- Assigned task: Select from the data all lines with the word "AccountBalance".

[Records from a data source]
--*--

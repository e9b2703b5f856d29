// ─────────────────────────────────────────────────────────────────────────────
// model.rs — shared data model
//
// All monetary quantities are rust_decimal::Decimal; floats are forbidden
// here (they remain acceptable only in the out-of-scope kline/analysis
// path — see Kline below).
// ─────────────────────────────────────────────────────────────────────────────
use chrono::{DateTime, Utc};
use rust_decimal::Decimal;
use serde::{Deserialize, Serialize};
use uuid::Uuid;

// ─── Pair ───────────────────────────────────────────────────────────────────

#[derive(Debug, Clone, PartialEq, Serialize, Deserialize)]
pub struct Pair {
    pub base: String,
    pub quote: String,
    pub min_quantity: Decimal,
    pub max_quantity: Decimal,
    pub step_size: Decimal,
    pub min_notional: Decimal,
    pub base_precision: u32,
    pub quote_precision: u32,
    pub ask_price: Decimal,
    pub bid_price: Decimal,
    pub ask_quantity: Decimal,
    pub bid_quantity: Decimal,
}

impl Pair {
    pub fn symbol(&self) -> String {
        format!("{}{}", self.base, self.quote)
    }
}

// ─── CoinAmount ─────────────────────────────────────────────────────────────

#[derive(Debug, Clone, PartialEq, Serialize, Deserialize)]
pub struct CoinAmount {
    pub coin: String,
    pub quantity: Decimal,
}

// ─── Side ───────────────────────────────────────────────────────────────────

#[derive(Debug, Clone, Copy, PartialEq, Eq, Serialize, Deserialize)]
#[serde(rename_all = "UPPERCASE")]
pub enum Side {
    Buy,
    Sell,
}

impl Side {
    /// Swaps the side when `state` is true; otherwise a no-op. Ground truth:
    /// order_manager.py Side.reverse.
    pub fn reverse(self, state: bool) -> Side {
        if state {
            match self {
                Side::Buy => Side::Sell,
                Side::Sell => Side::Buy,
            }
        } else {
            self
        }
    }
}

#[derive(Debug, Clone, Copy, PartialEq, Eq, Serialize, Deserialize)]
#[serde(rename_all = "SCREAMING_SNAKE_CASE")]
pub enum OrderType {
    Market,
    Limit,
    LimitMaker,
}

#[derive(Debug, Clone, Copy, PartialEq, Eq, Serialize, Deserialize)]
#[serde(rename_all = "SCREAMING_SNAKE_CASE")]
pub enum OrderStatus {
    New,
    PartiallyFilled,
    Filled,
    Cancelled,
    Rejected,
    Expired,
}

/// Redesign (spec §9): a tagged sum instead of two inheriting types. Orders
/// constructed from a REST response and orders constructed from a
/// user-data execution report expose the same shape uniformly afterward.
#[derive(Debug, Clone, Copy, PartialEq, Eq, Serialize, Deserialize)]
pub enum OrderSource {
    FromRest,
    FromUserStream,
}

// ─── Order ──────────────────────────────────────────────────────────────────

#[derive(Debug, Clone, PartialEq, Serialize, Deserialize)]
pub struct Order {
    pub exchange_id: i64,
    pub internal_id: Uuid,
    pub strategy_id: Option<Uuid>,
    pub symbol: String,
    pub side: Side,
    #[serde(rename = "type")]
    pub order_type: OrderType,
    pub status: OrderStatus,
    pub price: Decimal,
    pub stop_price: Decimal,
    pub requested_quantity: Decimal,
    pub executed_quantity: Decimal,
    pub time_in_force: String,
    pub created_at: DateTime<Utc>,
    pub updated_at: DateTime<Utc>,
    pub source: OrderSource,
}

impl Order {
    pub fn is_open(&self) -> bool {
        matches!(self.status, OrderStatus::New | OrderStatus::PartiallyFilled)
    }

    pub fn is_filled(&self) -> bool {
        matches!(self.status, OrderStatus::Filled)
    }

    /// Builds a brand-new Order from the account-order-creation flow, prior
    /// to the exchange assigning an id — filled in by the REST response.
    pub fn new_pending(symbol: String, side: Side, order_type: OrderType, quantity: Decimal, price: Decimal) -> Order {
        let now = Utc::now();
        Order {
            exchange_id: 0,
            internal_id: Uuid::new_v4(),
            strategy_id: None,
            symbol,
            side,
            order_type,
            status: OrderStatus::New,
            price,
            stop_price: Decimal::ZERO,
            requested_quantity: quantity,
            executed_quantity: Decimal::ZERO,
            time_in_force: "GTC".to_string(),
            created_at: now,
            updated_at: now,
            source: OrderSource::FromRest,
        }
    }
}

// ─── TickerSnapshot ─────────────────────────────────────────────────────────

#[derive(Debug, Clone, PartialEq, Serialize, Deserialize)]
pub struct TickerSnapshot {
    pub timestamp: DateTime<Utc>,
    pub symbol: String,
    pub last_price: Decimal,
    pub ask_price: Decimal,
    pub ask_quantity: Decimal,
    pub bid_price: Decimal,
    pub bid_quantity: Decimal,
    pub trades: i64,
}

// ─── AccountBalance / OutboundAccountPosition ──────────────────────────────

#[derive(Debug, Clone, PartialEq, Serialize, Deserialize)]
pub struct AccountBalance {
    pub coin: String,
    pub free: Decimal,
    pub locked: Decimal,
}

#[derive(Debug, Clone, PartialEq, Serialize, Deserialize)]
pub struct OutboundAccountPosition {
    pub update_time: DateTime<Utc>,
    pub balances: Vec<AccountBalance>,
}

/// Replaces the Python `isinstance` dispatch in bot.py's
/// `on_user_data_message_received` with an explicit enum.
#[derive(Debug, Clone, PartialEq, Serialize, Deserialize)]
pub enum UserDataEvent {
    Order(Order),
    AccountPosition(OutboundAccountPosition),
    Unhandled,
}

// ─── Kline (out-of-scope analysis path; floats acceptable here only) ──────

#[derive(Debug, Clone, PartialEq, Serialize, Deserialize)]
pub struct Kline {
    pub open_time: DateTime<Utc>,
    pub open: f64,
    pub high: f64,
    pub low: f64,
    pub close: f64,
    pub volume: f64,
    pub trades: i64,
}

#[cfg(test)]
mod tests {
    use super::*;

    #[test]
    fn pair_symbol_concatenates_base_and_quote() {
        let pair = Pair {
            base: "BTC".to_string(),
            quote: "USDT".to_string(),
            min_quantity: Decimal::ZERO,
            max_quantity: Decimal::ZERO,
            step_size: Decimal::new(1, 5),
            min_notional: Decimal::ZERO,
            base_precision: 8,
            quote_precision: 8,
            ask_price: Decimal::ZERO,
            bid_price: Decimal::ZERO,
            ask_quantity: Decimal::ZERO,
            bid_quantity: Decimal::ZERO,
        };
        assert_eq!(pair.symbol(), "BTCUSDT");
    }

    #[test]
    fn side_reverse_swaps_only_when_requested() {
        assert_eq!(Side::Buy.reverse(false), Side::Buy);
        assert_eq!(Side::Buy.reverse(true), Side::Sell);
        assert_eq!(Side::Sell.reverse(true), Side::Buy);
    }

    #[test]
    fn order_is_open_and_is_filled_match_status() {
        let mut order = Order::new_pending(
            "BTCUSDT".to_string(),
            Side::Buy,
            OrderType::LimitMaker,
            Decimal::new(1, 2),
            Decimal::new(15000, 0),
        );
        assert!(order.is_open());
        assert!(!order.is_filled());

        order.status = OrderStatus::Filled;
        assert!(!order.is_open());
        assert!(order.is_filled());
    }
}
/// Concrete parameter struct (spec §9 redesign: replaces the variadic
/// strategy constructor). Deserialized from the persisted `args` document.
#[derive(Debug, Clone)]
pub struct MarketMakerV3Params {
    pub symbol: String,
    pub quote_quantity: Decimal,
    pub interval: Decimal,
    pub reverse: bool,
    pub cleanup_interval: ChronoDuration,
    pub max_buy_orders: usize,
    pub max_increase_step: usize,
    pub max_increase_retain_delta: ChronoDuration,
}

pub struct MarketMakerV3 {
    id: Uuid,
    created_at: DateTime<Utc>,
    state: StrategyState,
    params: MarketMakerV3Params,
    internal_buy_order_ids: HashSet<Uuid>,
    internal_sell_order_ids: HashSet<Uuid>,
    last_cleanup_at: DateTime<Utc>,
    last_price_timestamps: HashMap<Decimal, DateTime<Utc>>,
}

impl MarketMakerV3 {
    pub fn new(params: MarketMakerV3Params) -> Self {
        let now = Utc::now();
        MarketMakerV3 {
            id: Uuid::new_v4(),
            created_at: now,
            state: StrategyState::Running,
            params,
            internal_buy_order_ids: HashSet::new(),
            internal_sell_order_ids: HashSet::new(),
            last_cleanup_at: now,
            last_price_timestamps: HashMap::new(),
        }
    }

    fn buy_side(&self) -> Side {
        Side::Buy.reverse(self.params.reverse)
    }

    fn sell_side(&self) -> Side {
        Side::Sell.reverse(self.params.reverse)
    }

    fn floor_to_interval(&self, price: Decimal) -> Decimal {
        (price / self.params.interval).floor() * self.params.interval
    }

    async fn resting_orders_by_side(&self, order_manager: &OrderManager, ids: &HashSet<Uuid>) -> HashMap<Decimal, Order> {
        let mut by_price = HashMap::new();
        for id in ids {
            if let Some(order) = order_manager.get_order(*id).await {
                if order.is_open() {
                    by_price.insert(order.price, order);
                }
            }
        }
        by_price
    }

    /// `sell_back(qty, base_price, step)`: walks the sell-side grid upward
    /// from `base_price`, posting LIMIT_MAKER orders on the strategy's
    /// effective sell side until `qty` is placed or the scan bound is hit.
    async fn sell_back(
        &mut self,
        qty: Decimal,
        base_price: Decimal,
        step: Decimal,
        order_manager: &OrderManager,
    ) -> Result<HandlerOutcome, EngineError> {
        if qty <= Decimal::ZERO {
            return Ok(HandlerOutcome::Continue);
        }

        let mut would_match_failures = 0i64;

        for k in 0..SELL_BACK_SCAN_BOUND {
            let price = base_price + Decimal::from(k) * step;

            match order_manager
                .create_order(&self.params.symbol, self.sell_side(), qty, Some(price), true, false, Some(self.id))
                .await
            {
                Ok(order) => {
                    self.internal_sell_order_ids.insert(order.internal_id);
                    return Ok(HandlerOutcome::Continue);
                }
                Err(EngineError::OrderWouldMatch) => {
                    would_match_failures += 1;
                    if would_match_failures >= SELL_BACK_SCAN_BOUND {
                        return Ok(HandlerOutcome::Halt);
                    }
                    continue;
                }
                Err(e) => return Err(e),
            }
        }

        Ok(HandlerOutcome::Halt)
    }

    /// `update_buy_side(bid_price)`: maintains the resting BUY ladder.
    async fn update_buy_side(&mut self, bid_price: Decimal, order_manager: &OrderManager) -> Result<HandlerOutcome, EngineError> {
        let floor_bid = self.floor_to_interval(bid_price);
        let pair = match order_manager.get_pair(&self.params.symbol).await {
            Some(pair) => pair,
            None => return Err(EngineError::NotFound),
        };

        let mut buys_by_price = self.resting_orders_by_side(order_manager, &self.internal_buy_order_ids).await;
        let sells_by_price = self.resting_orders_by_side(order_manager, &self.internal_sell_order_ids).await;

        let mut pending_resell = Decimal::ZERO;
        let mut set_buy_orders = 0usize;
        let mut would_match_failures = 0i64;

        for k in 0..BUY_LADDER_SCAN_BOUND {
            let price = floor_bid - Decimal::from(k) * self.params.interval;
            if price <= Decimal::ZERO {
                break;
            }

            // Self-cross suppression: the top rung is skipped when a sell
            // already sits one interval above it. Checked before any cancel
            // so a crossing top rung is left untouched rather than cancelled
            // and then abandoned.
            if k == 0 && sells_by_price.contains_key(&(price + self.params.interval)) {
                continue;
            }

            let raw_quantity = order_manager.convert_quantity(self.params.quote_quantity, price, PairSide::Base);
            let desired_quantity = order_manager.truncate_base_quantity(&pair, raw_quantity, true);

            if let Some(existing) = buys_by_price.get(&price) {
                if existing.requested_quantity == desired_quantity {
                    set_buy_orders += 1;
                    if set_buy_orders >= self.params.max_buy_orders {
                        break;
                    }
                    continue;
                }

                let cancelled = order_manager.cancel_order(existing, Some(self.id)).await?;
                pending_resell += cancelled.executed_quantity;
                self.internal_buy_order_ids.remove(&cancelled.internal_id);
                buys_by_price.remove(&price);
            }

            if !order_manager.has_sufficient_quantity(&pair, self.params.quote_quantity, PairSide::Quote).await {
                return Ok(HandlerOutcome::Halt);
            }

            match order_manager
                .create_order(&self.params.symbol, self.buy_side(), raw_quantity, Some(price), true, false, Some(self.id))
                .await
            {
                Ok(order) => {
                    self.internal_buy_order_ids.insert(order.internal_id);
                    set_buy_orders += 1;
                    if set_buy_orders >= self.params.max_buy_orders {
                        break;
                    }
                }
                Err(EngineError::OrderWouldMatch) => {
                    would_match_failures += 1;
                    if would_match_failures >= BUY_LADDER_SCAN_BOUND {
                        return Ok(HandlerOutcome::Halt);
                    }
                    continue;
                }
                Err(e) => return Err(e),
            }
        }

        // Cancel every BUY whose price has been left behind above the
        // current floor (the ladder has shifted down).
        for (price, order) in buys_by_price.iter() {
            if *price > floor_bid {
                let cancelled = order_manager.cancel_order(order, Some(self.id)).await?;
                pending_resell += cancelled.executed_quantity;
                self.internal_buy_order_ids.remove(&cancelled.internal_id);
            }
        }

        if pending_resell > Decimal::ZERO {
            return self.sell_back(pending_resell, floor_bid + self.params.interval, self.params.interval, order_manager).await;
        }

        Ok(HandlerOutcome::Continue)
    }

    /// Circuit breaker against sustained rallies (or, under `reverse`,
    /// sustained selloffs on the mirrored side).
    fn safe_stop_check(&mut self, bid_price: Decimal) -> HandlerOutcome {
        if self.params.max_increase_step == 0 {
            return HandlerOutcome::Continue;
        }

        let now = Utc::now();
        let cutoff = now - self.params.max_increase_retain_delta;
        self.last_price_timestamps.retain(|_, seen_at| *seen_at >= cutoff);

        let bucket = self.floor_to_interval(bid_price);

        if self.last_price_timestamps.len() >= self.params.max_increase_step {
            if let Some(&max_bucket) = self.last_price_timestamps.keys().max() {
                if bid_price > max_bucket {
                    return HandlerOutcome::Halt;
                }
            }
        }

        self.last_price_timestamps.insert(bucket, now);
        HandlerOutcome::Continue
    }

    async fn cleanup_buy_side(&mut self, order_manager: &OrderManager) -> Result<HandlerOutcome, EngineError> {
        let now = Utc::now();
        if now < self.last_cleanup_at + self.params.cleanup_interval {
            return Ok(HandlerOutcome::Continue);
        }
        self.last_cleanup_at = now;

        let mut buys = self.resting_orders_by_side(order_manager, &self.internal_buy_order_ids).await;
        if buys.len() <= self.params.max_buy_orders {
            return Ok(HandlerOutcome::Continue);
        }

        let mut by_price_desc: Vec<(Decimal, Order)> = buys.drain().collect();
        by_price_desc.sort_by(|a, b| b.0.cmp(&a.0));
        // The highest-priced rung is always kept (it's closest to the
        // market), so it's a stand-in for the current floor without
        // depending on a fresh ticker read.
        let top_price = by_price_desc[0].0;

        let mut pending_resell = Decimal::ZERO;
        for (_, order) in by_price_desc.into_iter().skip(self.params.max_buy_orders) {
            let cancelled = order_manager.cancel_order(&order, Some(self.id)).await?;
            pending_resell += cancelled.executed_quantity;
            self.internal_buy_order_ids.remove(&cancelled.internal_id);
        }

        if pending_resell > Decimal::ZERO {
            return self.sell_back(pending_resell, top_price + self.params.interval, self.params.interval, order_manager).await;
        }

        Ok(HandlerOutcome::Continue)
    }
}
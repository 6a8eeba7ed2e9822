use std::collections::HashMap;
use std::time::{SystemTime, UNIX_EPOCH};
use lazy_static::lazy_static;
use tokio::sync::Mutex;

lazy_static! {
    // Submission timestamps per client id, pruned to the sliding window on access
    static ref SUBMISSION_LOG: Mutex<HashMap<String, Vec<u64>>> =
        Mutex::new(HashMap::new());
}

pub const MAX_SUBMISSIONS_PER_WINDOW: usize = 5;
pub const WINDOW_SECONDS: u64 = 3600;

fn now_epoch() -> u64 {
    SystemTime::now()
        .duration_since(UNIX_EPOCH)
        .unwrap_or_default()
        .as_secs()
}

/// Check whether a client may submit right now.
/// Returns Ok(()) when under the limit, Err(retry_after_seconds) otherwise.
/// Does not count the attempt; call record_submission after the entry is
/// actually created.
pub async fn check_submission_allowed(client_id: &str) -> Result<(), u64> {
    check_at(client_id, now_epoch()).await
}

/// Count a successful submission against the client's window.
pub async fn record_submission(client_id: &str) {
    record_at(client_id, now_epoch()).await
}

async fn check_at(client_id: &str, now: u64) -> Result<(), u64> {
    let window_start = now.saturating_sub(WINDOW_SECONDS);
    let mut log = SUBMISSION_LOG.lock().await;

    if let Some(timestamps) = log.get_mut(client_id) {
        // Remove submissions outside the sliding window
        timestamps.retain(|&t| t > window_start);

        if timestamps.len() >= MAX_SUBMISSIONS_PER_WINDOW {
            // Window full; report when the oldest submission ages out
            let oldest = timestamps[0];
            let retry_after = (oldest + WINDOW_SECONDS).saturating_sub(now);
            return Err(retry_after);
        }
    }

    Ok(())
}

async fn record_at(client_id: &str, now: u64) {
    let mut log = SUBMISSION_LOG.lock().await;
    log.entry(client_id.to_string()).or_default().push(now);
}

#[cfg(test)]
mod tests {
    use super::*;

    #[tokio::test]
    async fn test_allows_up_to_limit_then_refuses() {
        let id = "client-ratelimit-a";
        let now = 1_000_000;
        for _ in 0..MAX_SUBMISSIONS_PER_WINDOW {
            assert!(check_at(id, now).await.is_ok());
            record_at(id, now).await;
        }
        let err = check_at(id, now).await.unwrap_err();
        assert_eq!(err, WINDOW_SECONDS);
    }

    #[tokio::test]
    async fn test_old_submissions_age_out_of_the_window() {
        let id = "client-ratelimit-b";
        let now = 2_000_000;
        for _ in 0..MAX_SUBMISSIONS_PER_WINDOW {
            record_at(id, now).await;
        }
        assert!(check_at(id, now).await.is_err());
        // One second past the window the whole batch has expired
        assert!(check_at(id, now + WINDOW_SECONDS + 1).await.is_ok());
    }

    #[tokio::test]
    async fn test_clients_are_limited_independently() {
        let now = 3_000_000;
        for _ in 0..MAX_SUBMISSIONS_PER_WINDOW {
            record_at("client-ratelimit-c", now).await;
        }
        assert!(check_at("client-ratelimit-c", now).await.is_err());
        assert!(check_at("client-ratelimit-d", now).await.is_ok());
    }
}
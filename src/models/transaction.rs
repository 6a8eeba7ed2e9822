//! Ledger entry models
//!
//! A transaction is one claimed deposit. It is created by a submission call,
//! mutated only through the collector actions (confirm/query/reject) and
//! never deleted. Status strings are stored verbatim in MySQL, so `as_str`
//! and `FromStr` are the single source of truth for the wire form.

use std::fmt;
use std::str::FromStr;

use chrono::NaiveDateTime;
use serde::{Deserialize, Serialize};

/// How a deposit claim entered the system
#[derive(Debug, Clone, Copy, PartialEq, Eq, Serialize, Deserialize)]
#[serde(rename_all = "SCREAMING_SNAKE_CASE")]
pub enum SubmissionType {
    SmsText,
    Screenshot,
}

impl SubmissionType {
    pub fn as_str(&self) -> &'static str {
        match self {
            SubmissionType::SmsText => "SMS_TEXT",
            SubmissionType::Screenshot => "SCREENSHOT",
        }
    }
}

impl FromStr for SubmissionType {
    type Err = String;

    fn from_str(s: &str) -> Result<Self, Self::Err> {
        match s {
            "SMS_TEXT" => Ok(SubmissionType::SmsText),
            "SCREENSHOT" => Ok(SubmissionType::Screenshot),
            other => Err(format!("unknown submission type '{}'", other)),
        }
    }
}

/// How much a submitted deposit claim can be believed before confirmation
#[derive(Debug, Clone, Copy, PartialEq, Eq, Serialize, Deserialize)]
#[serde(rename_all = "SCREAMING_SNAKE_CASE")]
pub enum TrustLevel {
    High,
    Medium,
    Low,
    AutoRejected,
}

impl TrustLevel {
    pub fn as_str(&self) -> &'static str {
        match self {
            TrustLevel::High => "HIGH",
            TrustLevel::Medium => "MEDIUM",
            TrustLevel::Low => "LOW",
            TrustLevel::AutoRejected => "AUTO_REJECTED",
        }
    }
}

impl FromStr for TrustLevel {
    type Err = String;

    fn from_str(s: &str) -> Result<Self, Self::Err> {
        match s {
            "HIGH" => Ok(TrustLevel::High),
            "MEDIUM" => Ok(TrustLevel::Medium),
            "LOW" => Ok(TrustLevel::Low),
            "AUTO_REJECTED" => Ok(TrustLevel::AutoRejected),
            other => Err(format!("unknown trust level '{}'", other)),
        }
    }
}

/// Lifecycle state of a ledger entry
#[derive(Debug, Clone, Copy, PartialEq, Eq, Serialize, Deserialize)]
#[serde(rename_all = "SCREAMING_SNAKE_CASE")]
pub enum TransactionStatus {
    Pending,
    Queried,
    Confirmed,
    Rejected,
    AutoRejected,
}

impl TransactionStatus {
    pub fn as_str(&self) -> &'static str {
        match self {
            TransactionStatus::Pending => "PENDING",
            TransactionStatus::Queried => "QUERIED",
            TransactionStatus::Confirmed => "CONFIRMED",
            TransactionStatus::Rejected => "REJECTED",
            TransactionStatus::AutoRejected => "AUTO_REJECTED",
        }
    }

    /// Confirm is legal from PENDING or QUERIED.
    pub fn can_confirm(&self) -> bool {
        matches!(self, TransactionStatus::Pending | TransactionStatus::Queried)
    }

    /// Query is legal only from PENDING.
    pub fn can_query(&self) -> bool {
        matches!(self, TransactionStatus::Pending)
    }

    /// Reject is legal only from QUERIED; a pending entry must be queried
    /// first so the collector leaves a documented reason.
    pub fn can_reject(&self) -> bool {
        matches!(self, TransactionStatus::Queried)
    }
}

impl fmt::Display for TransactionStatus {
    fn fmt(&self, f: &mut fmt::Formatter<'_>) -> fmt::Result {
        f.write_str(self.as_str())
    }
}

impl FromStr for TransactionStatus {
    type Err = String;

    fn from_str(s: &str) -> Result<Self, Self::Err> {
        match s {
            "PENDING" => Ok(TransactionStatus::Pending),
            "QUERIED" => Ok(TransactionStatus::Queried),
            "CONFIRMED" => Ok(TransactionStatus::Confirmed),
            "REJECTED" => Ok(TransactionStatus::Rejected),
            "AUTO_REJECTED" => Ok(TransactionStatus::AutoRejected),
            other => Err(format!("unknown transaction status '{}'", other)),
        }
    }
}

/// Severity of a non-fatal validation finding
#[derive(Debug, Clone, Copy, PartialEq, Eq, Serialize, Deserialize)]
#[serde(rename_all = "UPPERCASE")]
pub enum FlagSeverity {
    High,
    Medium,
}

/// One non-fatal warning raised by the submission validator
#[derive(Debug, Clone, PartialEq, Serialize, Deserialize)]
pub struct ValidationFlag {
    pub field: String,
    pub message: String,
    pub severity: FlagSeverity,
}

/// A persisted deposit claim
#[derive(Debug, Clone, Serialize)]
pub struct Transaction {
    pub id: String,
    pub collector_id: String,
    pub client_id: String,
    pub amount: f64,
    /// Provider transaction id parsed from the SMS; globally unique when
    /// present and never stored for an auto-rejected entry.
    pub momo_ref: Option<String>,
    pub submission_type: SubmissionType,
    pub trust_level: TrustLevel,
    pub status: TransactionStatus,
    pub validation_flags: Option<Vec<ValidationFlag>>,
    pub raw_sms_text: Option<String>,
    pub screenshot_key: Option<String>,
    pub collector_note: Option<String>,
    pub submitted_at: NaiveDateTime,
    pub confirmed_at: Option<NaiveDateTime>,
}

/// One row in a collector listing, joined with the client's name
#[derive(Debug, Clone, Serialize)]
pub struct TransactionFeedItem {
    pub id: String,
    pub client_id: String,
    pub client_name: String,
    pub amount: f64,
    pub submission_type: SubmissionType,
    pub trust_level: TrustLevel,
    pub status: TransactionStatus,
    pub validation_flags: Option<Vec<ValidationFlag>>,
    pub collector_note: Option<String>,
    pub submitted_at: NaiveDateTime,
    pub confirmed_at: Option<NaiveDateTime>,
}

#[cfg(test)]
mod tests {
    use super::*;

    #[test]
    fn test_confirm_legal_from_pending_and_queried_only() {
        assert!(TransactionStatus::Pending.can_confirm());
        assert!(TransactionStatus::Queried.can_confirm());
        assert!(!TransactionStatus::Confirmed.can_confirm());
        assert!(!TransactionStatus::Rejected.can_confirm());
        assert!(!TransactionStatus::AutoRejected.can_confirm());
    }

    #[test]
    fn test_query_legal_from_pending_only() {
        assert!(TransactionStatus::Pending.can_query());
        assert!(!TransactionStatus::Queried.can_query());
        assert!(!TransactionStatus::Confirmed.can_query());
    }

    #[test]
    fn test_reject_legal_from_queried_only() {
        assert!(TransactionStatus::Queried.can_reject());
        assert!(!TransactionStatus::Pending.can_reject());
        assert!(!TransactionStatus::Confirmed.can_reject());
        assert!(!TransactionStatus::AutoRejected.can_reject());
    }

    #[test]
    fn test_status_strings_round_trip() {
        for status in [
            TransactionStatus::Pending,
            TransactionStatus::Queried,
            TransactionStatus::Confirmed,
            TransactionStatus::Rejected,
            TransactionStatus::AutoRejected,
        ] {
            assert_eq!(status.as_str().parse::<TransactionStatus>(), Ok(status));
        }
        assert!("CANCELLED".parse::<TransactionStatus>().is_err());
    }

    #[test]
    fn test_validation_flag_serializes_with_uppercase_severity() {
        let flag = ValidationFlag {
            field: "recipient_phone".to_string(),
            message: "Recipient number does not match your MoMo number".to_string(),
            severity: FlagSeverity::High,
        };
        let json = serde_json::to_string(&flag).unwrap();
        assert!(json.contains("\"severity\":\"HIGH\""));
        let back: ValidationFlag = serde_json::from_str(&json).unwrap();
        assert_eq!(back, flag);
    }
}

--*--

- Task solution:
// ─── AccountBalance / OutboundAccountPosition ──────────────────────────────
pub struct AccountBalance {
    pub balances: Vec<AccountBalance>,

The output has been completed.